Compressing large column by moving it to a unique table

From: Adrian Garcia Badaracco <adrian(at)adriangb(dot)com>
To: pgsql-general(at)postgresql(dot)org
Subject: Compressing large column by moving it to a unique table
Date: 2024-02-13 03:11:34
Message-ID: CAE8z92FeuuTUb65=Dyz7KnLhTOFx43ya=S61ReY5768kJniZBA@mail.gmail.com
Views: Raw Message | Whole Thread | Download mbox | Resend email
Thread:
Lists: pgsql-general

I am using Timescale so I'll be mentioning some timestamp stuff but I think
this is a general postgres question for the most part.

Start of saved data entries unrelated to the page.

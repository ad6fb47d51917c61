//! Mirror configuration
//!
//! Loaded from `mirror.toml` (or a JSON/YAML equivalent) by the CLI and
//! handed to the engine as a plain structure.

use std::collections::BTreeMap;

use mirror_fs::{ConfigStore, NormalizedPath};
use serde::{Deserialize, Serialize};

use crate::{Error, Result};

/// Name of the persisted sync state inside the data directory
pub const STATE_FILE: &str = "sync-state.json";

fn default_data_directory() -> String {
    "./contentful-data".to_string()
}

/// Per-content-type overrides, keyed by content type name.
#[derive(Debug, Clone, Default, PartialEq, Eq, Serialize, Deserialize)]
pub struct ContentTypeOverride {
    /// Field whose value becomes the file stem (default: the entry id)
    #[serde(default, skip_serializing_if = "Option::is_none")]
    pub id: Option<String>,
    /// Field whose value becomes the file body (default: no body)
    #[serde(default, skip_serializing_if = "Option::is_none")]
    pub contents: Option<String>,
}

/// Top-level mirror configuration.
#[derive(Debug, Clone, PartialEq, Eq, Serialize, Deserialize)]
pub struct MirrorConfig {
    /// Root of the local mirror; entries and the sync state live below it
    #[serde(default = "default_data_directory", alias = "dataDirectory")]
    pub data_directory: String,

    /// Directory holding an exported space for the replay source
    #[serde(default, skip_serializing_if = "Option::is_none")]
    pub source: Option<String>,

    #[serde(default, alias = "contentTypes")]
    pub content_types: BTreeMap<String, ContentTypeOverride>,
}

impl Default for MirrorConfig {
    fn default() -> Self {
        Self {
            data_directory: default_data_directory(),
            source: None,
            content_types: BTreeMap::new(),
        }
    }
}

impl MirrorConfig {
    /// Load and validate a config file; format follows the file extension.
    pub fn load(path: &NormalizedPath) -> Result<Self> {
        let config: MirrorConfig = ConfigStore::new().load(path)?;
        config.validate()?;
        Ok(config)
    }

    /// Reject options the engine cannot act on.
    pub fn validate(&self) -> Result<()> {
        if self.data_directory.trim().is_empty() {
            return Err(Error::config("data_directory must not be empty"));
        }

        for (name, overrides) in &self.content_types {
            for (key, value) in [("id", &overrides.id), ("contents", &overrides.contents)] {
                if let Some(field) = value
                    && field.trim().is_empty()
                {
                    return Err(Error::config(format!(
                        "content_types.\"{name}\".{key} must name a field"
                    )));
                }
            }
        }

        Ok(())
    }

    pub fn data_root(&self) -> NormalizedPath {
        NormalizedPath::new(&self.data_directory)
    }

    pub fn state_path(&self) -> NormalizedPath {
        self.data_root().join(STATE_FILE)
    }
}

I have a table with some fixed, small columns (id, timestamp, etc) and a
large JSONB column (let's call it `attributes`). `attributes` has 1000s of
schemas, but given a schema, there's a lot of duplication. Across all rows,
more than 99% of the data is duplicated (as measured by `count(attributes)`
vs `count(distinct attributes)`.

I can't normalize `attributes` into real columns because it is quite
variable (remember 1000s of schemas).

My best idea is to make a table like `(day timestamptz, hash text,
attributes jsonb)` and then in my original table replace `attributes` with
a reference to `new_table`. I can then make a view that joins them `select
original_table.timestamp, new_table.attributes from original join new_table
on (time_bucket('1 day', timestamp) = day AND original.hash =
new_table.hash)` or something like that. The idea of time bucketing into 1
day is to balance write and read speed (by relying on timescale to do
efficient time partitioning, data retention, etc.).

I recognize this is essentially creating a key-value store in postgres and
also janky compression, so I am cautious about it.

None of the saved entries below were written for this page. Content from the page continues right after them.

//! Atomic I/O operations with file locking

use std::fs::{self, OpenOptions};
use std::io::Write;
use std::path::Path;

use fs2::FileExt;
use tracing::debug;

use crate::{Error, NormalizedPath, PathKind, Result};

/// Write content atomically to a file with locking.
///
/// Uses write-to-temp-then-rename so readers never observe a partial file.
/// An advisory lock is held on the temp file while it is written.
pub fn write_atomic(path: &NormalizedPath, content: &[u8]) -> Result<()> {
    let native_path = path.to_native();

    if let Some(parent) = native_path.parent()
        && !parent.as_os_str().is_empty()
    {
        fs::create_dir_all(parent).map_err(|e| Error::io(parent, e))?;
    }

    // Temp file lives in the same directory so the rename stays on one filesystem
    let temp_name = format!(
        ".{}.{}.tmp",
        native_path
            .file_name()
            .map(|n| n.to_string_lossy())
            .unwrap_or_default(),
        std::process::id()
    );
    let temp_path = native_path.with_file_name(&temp_name);

    let mut temp_file = OpenOptions::new()
        .write(true)
        .create(true)
        .truncate(true)
        .open(&temp_path)
        .map_err(|e| Error::io(&temp_path, e))?;

    let written = write_locked(&mut temp_file, content, &native_path, &temp_path)
        .and_then(|()| fs::rename(&temp_path, &native_path).map_err(|e| Error::io(&native_path, e)));

    if written.is_err() {
        drop(temp_file);
        if let Err(e) = fs::remove_file(&temp_path) {
            debug!(path = %temp_path.display(), error = %e, "could not remove temp file");
        }
    }

    written
}

fn write_locked(
    file: &mut fs::File,
    content: &[u8],
    native_path: &Path,
    temp_path: &Path,
) -> Result<()> {
    file.lock_exclusive().map_err(|_| Error::LockFailed {
        path: native_path.to_path_buf(),
    })?;

    file.write_all(content).map_err(|e| Error::io(temp_path, e))?;
    file.sync_all().map_err(|e| Error::io(temp_path, e))?;

    FileExt::unlock(file).map_err(|_| Error::LockFailed {
        path: native_path.to_path_buf(),
    })
}

/// Read text content from a file.
pub fn read_text(path: &NormalizedPath) -> Result<String> {
    let native_path = path.to_native();
    fs::read_to_string(&native_path).map_err(|e| Error::io(&native_path, e))
}

/// Write text content to a file atomically.
pub fn write_text(path: &NormalizedPath, content: &str) -> Result<()> {
    write_atomic(path, content.as_bytes())
}

/// Make sure `path` is a directory, creating it (and its parents) if absent.
///
/// Fails with [`Error::NotADirectory`] when something other than a
/// directory already occupies the path.
pub fn ensure_dir(path: &NormalizedPath) -> Result<()> {
    match path.kind()? {
        PathKind::Directory => Ok(()),
        PathKind::File => Err(Error::NotADirectory {
            path: path.to_native(),
        }),
        PathKind::Absent => {
            debug!(path = %path, "creating directory");
            let native = path.to_native();
            fs::create_dir_all(&native).map_err(|e| Error::io(native, e))
        }
    }
}

/// Remove a file, treating an already-absent path as success.
///
/// Returns `true` if a file was removed.
pub fn remove_file(path: &NormalizedPath) -> Result<bool> {
    match path.kind()? {
        PathKind::Absent => Ok(false),
        PathKind::Directory => Err(Error::io(
            path.to_native(),
            std::io::Error::other("refusing to remove a directory"),
        )),
        PathKind::File => {
            let native = path.to_native();
            fs::remove_file(&native).map_err(|e| Error::io(native, e))?;
            Ok(true)
        }
    }
}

Benchmarks showed huge wins (26x runtime, 100x buffers) for a selective
query on `data`:

SELECT count(*)
FROM joined_view
WHERE (
(attributes->'http.status_code')::int = 422
AND
start_timestamp > (now() - interval '2 day')
AND
start_timestamp < (now() - interval '1 day')
);

As expected `SELECT * FROM joined_view` is slower than `SELECT * FROM
original`, but not by much (5x slower, 2x buffers, but they're both slow).

What I was sad to realize was that `SELECT start_timestamp FROM
joined_view` is also slow because the query planner can't know that the
join becomes a no-op if you don't select the `attributes` column (since
there might be more than 1 match for each left row, thus modifying the
result even if `attributes` wasn't selected). I don't know that this is a
deal breaker but it's certainly a bummer.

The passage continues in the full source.